Wallets naturally moved into the rent recovery market as well. Wallets are the starting point for transactions and they control signatures and distribution. Some wallets embedded rent recovery as a default feature, aiming to create a flow where users can clean up accounts inside the wallet without connecting to an external DApp. OKX Wallet and Solflare are representative cases.
Source: OKX Wallet
Source: Solflare Wallet
An interesting detail is that these wallets effectively charge no fees for the feature. At first glance, this may look like "giving up revenue to improve user benefits," but from a wallet's perspective it is not necessarily uneconomic. A wallet's revenue does not come from one feature alone. If users spend more time in the wallet and transact more often, revenue can be generated elsewhere through swaps, on ramps, bridges, and other touchpoints. In that sense, rent recovery can be seen as a retention and trust mechanism rather than a directly monetized product.
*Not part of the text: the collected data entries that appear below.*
#[cfg(test)]
mod tests {
    use super::*;
    use crate::{
        common::condition::{Filter, SortKeyCondition},
        plugin::{Hook, Read, ReadHook},
        transport::memory::MemoryTransport,
    };

    use rstest::rstest;
    use serde_json::{Value, json};

    fn record(value: Value) -> Record {
        value.as_object().cloned().unwrap()
    }

    fn key(pk: &str, sk: &str) -> PhysicalKey {
        PhysicalKey::new(pk, sk).unwrap()
    }

    fn store() -> (Arc<MemoryTransport>, Store) {
        let transport = Arc::new(MemoryTransport::new());
        let store = Store::new(transport.clone(), "app");
        (transport, store)
    }

    async fn seed_orders(store: &Store) {
        for (index, status) in ["paid", "open", "paid", "open", "paid"].iter().enumerate() {
            store
                .put(record(json!({
                    "pk": "USER#1",
                    "sk": format!("ORDER#{index}"),
                    "status": status,
                    "total": index * 10,
                })))
                .await
                .unwrap();
        }
        store
            .put(record(json!({"pk": "USER#1", "sk": "USER#META", "name": "John"})))
            .await
            .unwrap();
        store
            .put(record(json!({"pk": "USER#2", "sk": "ORDER#0", "status": "paid"})))
            .await
            .unwrap();
    }

    #[tokio::test]
    async fn test_put_then_get() {
        let (_, store) = store();
        let stored = record(json!({"pk": "USER#1", "sk": "USER#META", "name": "John", "age": 30}));
        store.put(stored.clone()).await.unwrap();
        let actual = store.get(&key("USER#1", "USER#META")).await.unwrap();
        assert_eq!(actual, Some(stored));
    }

    #[tokio::test]
    async fn test_get_missing() {
        let (_, store) = store();
        let actual = store.get(&key("USER#1", "USER#META")).await.unwrap();
        assert_eq!(actual, None);
    }

    #[tokio::test]
    async fn test_put_requires_key() {
        let (transport, store) = store();
        let actual = store.put(record(json!({"pk": "USER#1"}))).await;
        assert!(matches!(actual, Err(Error::MissingKeyAttribute(field)) if field == "sk"));
        assert_eq!(transport.writes(), 0);
    }

    #[tokio::test]
    async fn test_update_missing_does_not_write() {
        let (transport, store) = store();
        let actual = store
            .update(&key("USER#1", "USER#META"), record(json!({"name": "Jane"})))
            .await;
        assert!(
            matches!(actual, Err(Error::NotFound { key }) if key.pk == "USER#1" && key.sk == "USER#META")
        );
        assert_eq!(transport.writes(), 0);
        assert_eq!(transport.len(), 0);
    }

    #[tokio::test]
    async fn test_update_merges_and_keeps_key() {
        let (_, store) = store();
        store
            .put(record(json!({"pk": "USER#1", "sk": "USER#META", "name": "John", "age": 30})))
            .await
            .unwrap();
        let actual = store
            .update(
                &key("USER#1", "USER#META"),
                record(json!({"name": "Jane", "pk": "USER#2"})),
            )
            .await
            .unwrap();
        let expected = record(json!({"pk": "USER#1", "sk": "USER#META", "name": "Jane", "age": 30}));
        assert_eq!(actual, expected);
        assert_eq!(
            store.get(&key("USER#1", "USER#META")).await.unwrap(),
            Some(expected)
        );
        assert_eq!(store.get(&key("USER#2", "USER#META")).await.unwrap(), None);
    }

    #[tokio::test]
    async fn test_delete_missing_is_ok() {
        let (transport, store) = store();
        store
            .put(record(json!({"pk": "USER#1", "sk": "USER#META"})))
            .await
            .unwrap();
        store.delete(&key("USER#9", "USER#META")).await.unwrap();
        assert_eq!(transport.len(), 1);
        assert!(transport.item("USER#1", "USER#META").is_some());
    }

    #[tokio::test]
    async fn test_after_get_hides_soft_deleted() {
        let transport = Arc::new(MemoryTransport::new());
        let store = Store::new(transport.clone(), "app").with_plugins(vec![
            StorePlugin::new("soft_delete").after_get(ReadHook::sync(|record: Record| {
                if record.get("deleted") == Some(&Value::Bool(true)) {
                    Ok(Read::Hidden)
                } else {
                    Ok(Read::Unchanged)
                }
            })),
        ]);
        store
            .put(record(json!({"pk": "USER#1", "sk": "USER#META", "deleted": true})))
            .await
            .unwrap();
        store
            .put(record(json!({"pk": "USER#2", "sk": "USER#META", "deleted": false})))
            .await
            .unwrap();
        assert_eq!(store.get(&key("USER#1", "USER#META")).await.unwrap(), None);
        assert!(store.get(&key("USER#2", "USER#META")).await.unwrap().is_some());
        assert!(transport.item("USER#1", "USER#META").is_some());
    }

    #[tokio::test]
    async fn test_before_put_and_before_delete_hooks() {
        let transport = Arc::new(MemoryTransport::new());
        let store = Store::new(transport.clone(), "app").with_plugins(vec![
            StorePlugin::new("audit")
                .before_put(Hook::sync(|mut record: Record| {
                    record.insert("audited".to_string(), json!(true));
                    Ok(Some(record))
                }))
                .before_delete(Hook::sync(|key: PhysicalKey| {
                    Ok(Some(PhysicalKey {
                        sk: format!("{}#ARCHIVE", key.sk),
                        ..key
                    }))
                })),
        ]);
        store
            .put(record(json!({"pk": "USER#1", "sk": "USER#META"})))
            .await
            .unwrap();
        let actual = store.get(&key("USER#1", "USER#META")).await.unwrap().unwrap();
        assert_eq!(actual.get("audited"), Some(&json!(true)));
        store.delete(&key("USER#1", "USER#META")).await.unwrap();
        assert!(transport.item("USER#1", "USER#META").is_some());
    }

    #[rstest]
    #[case::whole_partition(QueryParams::new("USER#1"), vec!["ORDER#0", "ORDER#1", "ORDER#2", "ORDER#3", "ORDER#4", "USER#META"])]
    #[case::begins_with(
        QueryParams {
            sort_key: Some(SortKeyCondition::BeginsWith("ORDER#".to_string())),
            ..QueryParams::new("USER#1")
        },
        vec!["ORDER#0", "ORDER#1", "ORDER#2", "ORDER#3", "ORDER#4"]
    )]
    #[case::descending_with_filter(
        QueryParams {
            sort_key: Some(SortKeyCondition::BeginsWith("ORDER#".to_string())),
            filter: Some(Filter::eq("status", json!("paid"))),
            ascending: Some(false),
            ..QueryParams::new("USER#1")
        },
        vec!["ORDER#4", "ORDER#2", "ORDER#0"]
    )]
    #[case::between(
        QueryParams {
            sort_key: Some(SortKeyCondition::Between("ORDER#1".to_string(), "ORDER#3".to_string())),
            ..QueryParams::new("USER#1")
        },
        vec!["ORDER#1", "ORDER#2", "ORDER#3"]
    )]
    #[tokio::test]
    async fn test_query(#[case] params: QueryParams, #[case] expected: Vec<&str>) {
        let (_, store) = store();
        seed_orders(&store).await;
        let result = store.query(params).await.unwrap();
        let actual: Vec<_> = result
            .items
            .iter()
            .map(|item| item["sk"].as_str().unwrap())
            .collect();
        assert_eq!(actual, expected);
        assert_eq!(result.count, expected.len());
        assert!(!result.has_more);
        assert_eq!(result.cursor, None);
    }

    #[tokio::test]
    async fn test_query_pagination() {
        let (_, store) = store();
        seed_orders(&store).await;
        let mut params = QueryParams {
            sort_key: Some(SortKeyCondition::BeginsWith("ORDER#".to_string())),
            limit: Some(2),
            ..QueryParams::new("USER#1")
        };
        let mut pages = Vec::new();
        loop {
            let page = store.query(params.clone()).await.unwrap();
            pages.push(
                page.items
                    .iter()
                    .map(|item| item["sk"].as_str().unwrap().to_string())
                    .collect::<Vec<_>>(),
            );
            match page.cursor {
                Some(cursor) => {
                    assert!(page.has_more);
                    params.cursor = Some(cursor);
                }
                None => break,
            }
        }
        assert_eq!(
            pages,
            vec![
                vec!["ORDER#0", "ORDER#1"],
                vec!["ORDER#2", "ORDER#3"],
                vec!["ORDER#4"],
            ]
        );
        params.cursor = None;
        let all = store.query_all(params).await.unwrap();
        assert_eq!(all.count, 5);
        assert_eq!(all.scanned_count, Some(5));
        assert!(!all.has_more);
    }

    #[tokio::test]
    async fn test_query_requires_partition_key() {
        let (_, store) = store();
        let actual = store.query(QueryParams::default()).await;
        assert!(matches!(actual, Err(Error::InvalidKey(_))));
    }

    #[tokio::test]
    async fn test_query_hooks() {
        let transport = Arc::new(MemoryTransport::new());
        let store = Store::new(transport, "app").with_plugins(vec![
            StorePlugin::new("only_orders")
                .before_query(Hook::sync(|params: QueryParams| {
                    Ok(Some(QueryParams {
                        sort_key: Some(SortKeyCondition::BeginsWith("ORDER#".to_string())),
                        ..params
                    }))
                }))
                .after_query(Hook::sync(|mut result: QueryResult| {
                    result.items.truncate(1);
                    result.count = result.items.len();
                    Ok(Some(result))
                })),
        ]);
        seed_orders(&store).await;
        let result = store.query(QueryParams::new("USER#1")).await.unwrap();
        assert_eq!(result.count, 1);
        assert_eq!(result.items[0]["sk"], json!("ORDER#0"));
    }

    #[tokio::test]
    async fn test_scan() {
        let (_, store) = store();
        seed_orders(&store).await;
        let params = ScanParams {
            filter: Some(Filter::and(vec![
                Filter::eq("status", json!("paid")),
                Filter::not(Filter::eq("pk", json!("USER#2"))),
            ])),
            limit: Some(3),
            ..Default::default()
        };
        let page = store.scan(params.clone()).await.unwrap();
        assert!(page.has_more);
        assert_eq!(page.scanned_count, Some(3));
        let all = store.scan_all(params).await.unwrap();
        assert_eq!(all.count, 3);
        assert_eq!(all.scanned_count, Some(7));
        assert!(all.items.iter().all(|item| item["status"] == json!("paid")));
    }

    #[tokio::test]
    async fn test_batch_write_then_batch_get() {
        let (transport, store) = store();
        let puts = (0..30)
            .map(|index| record(json!({"pk": format!("USER#{index}"), "sk": "USER#META"})))
            .collect();
        let result = store.batch_write(puts, vec![]).await.unwrap();
        assert!(result.unprocessed.is_empty());
        assert_eq!(transport.len(), 30);
        let result = store
            .batch_write(vec![], vec![key("USER#0", "USER#META"), key("USER#1", "USER#META")])
            .await
            .unwrap();
        assert!(result.unprocessed.is_empty());
        assert_eq!(transport.len(), 28);
        let keys = (0..5)
            .map(|index| key(&format!("USER#{index}"), "USER#META"))
            .collect();
        let result = store.batch_get(keys).await.unwrap();
        let mut actual: Vec<_> = result
            .items
            .iter()
            .map(|item| item["pk"].as_str().unwrap().to_string())
            .collect();
        actual.sort();
        assert_eq!(actual, vec!["USER#2", "USER#3", "USER#4"]);
        assert!(result.unprocessed_keys.is_empty());
    }

    #[tokio::test]
    async fn test_transaction_applies_all() {
        let (_, store) = store();
        store
            .put(record(json!({"pk": "ACCOUNT#1", "sk": "META", "balance": 100})))
            .await
            .unwrap();
        store
            .put(record(json!({"pk": "ACCOUNT#2", "sk": "META", "balance": 0})))
            .await
            .unwrap();
        store
            .transaction(vec![
                TransactionItem::Update {
                    key: key("ACCOUNT#1", "META"),
                    updates: record(json!({"balance": 60})),
                    condition: Some(Filter::eq("balance", json!(100))),
                },
                TransactionItem::Update {
                    key: key("ACCOUNT#2", "META"),
                    updates: record(json!({"balance": 40})),
                    condition: None,
                },
                TransactionItem::Put {
                    record: record(json!({"pk": "TRANSFER#1", "sk": "META", "amount": 40})),
                    condition: Some(Filter::not_exists("pk")),
                },
            ])
            .await
            .unwrap();
        let balance = |record: Option<Record>| record.unwrap()["balance"].clone();
        assert_eq!(
            balance(store.get(&key("ACCOUNT#1", "META")).await.unwrap()),
            json!(60)
        );
        assert_eq!(
            balance(store.get(&key("ACCOUNT#2", "META")).await.unwrap()),
            json!(40)
        );
        assert!(store.get(&key("TRANSFER#1", "META")).await.unwrap().is_some());
    }

    #[tokio::test]
    async fn test_transaction_failed_condition_changes_nothing() {
        let (transport, store) = store();
        store
            .put(record(json!({"pk": "ACCOUNT#1", "sk": "META", "balance": 100})))
            .await
            .unwrap();
        let writes = transport.writes();
        let actual = store
            .transaction(vec![
                TransactionItem::Update {
                    key: key("ACCOUNT#1", "META"),
                    updates: record(json!({"balance": 0})),
                    condition: None,
                },
                TransactionItem::Put {
                    record: record(json!({"pk": "ACCOUNT#2", "sk": "META", "balance": 100})),
                    condition: None,
                },
                TransactionItem::ConditionCheck {
                    key: key("ACCOUNT#3", "META"),
                    condition: Filter::exists("pk"),
                },
            ])
            .await;
        match actual {
            Err(Error::TransactionAborted { reasons }) => assert_eq!(
                reasons,
                vec!["None", "None", "ConditionalCheckFailed"]
            ),
            other => panic!("unexpected {other:?}"),
        }
        assert_eq!(transport.writes(), writes);
        assert_eq!(
            store.get(&key("ACCOUNT#1", "META")).await.unwrap().unwrap()["balance"],
            json!(100)
        );
        assert_eq!(store.get(&key("ACCOUNT#2", "META")).await.unwrap(), None);
    }
}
So why did wallets fail to overturn a DApp led market structure despite the clear price advantage of zero fees? The answer lies in the paradox created by the wallet's biggest strength, workflow simplification. For the sake of generality, wallets sacrifice functional depth, and in a domain where detail matters, this becomes a structural limit they cannot overcome.
First, wallets are constrained by a standardized UX. Wallets are closer to financial infrastructure serving a broad audience, so their UI tends to be standardized and it is difficult to aggressively expose advanced options or extensive exception handling. In the cases described above, OKX Wallet often looks less like a fully in wallet flow and more like a handoff to an external site for account cleanup. Solflare focuses primarily on cleaning up zombie ATAs with a zero balance, which limits its ability to provide a full workflow that includes burning spam tokens, meaning assets that still have a residual balance. By contrast, a DApp can optimize the entire interface for the single job of account cleanup, pushing detail as a core advantage through filtering, batch processing, visualization, result summaries, and more.
Second, wallets must minimize risk. A wallet is the starting point for all of a user's on chain activity, so any incident immediately translates into wallet brand risk. Rent recovery does not necessarily end at closing accounts. It can expand into flows that burn worthless tokens and then close accounts. Burning is risky for users who do not understand the concept precisely. As the accidental burn case above illustrates, deeply embedding this feature increases the chance of novice misuse and expands questions of responsibility. Wallets are structurally forced into a conservative posture, which makes it difficult to expand beyond a basic feature set into the deep workflows DApps can offer. That is the functional depth boundary that wallets cannot realistically cross.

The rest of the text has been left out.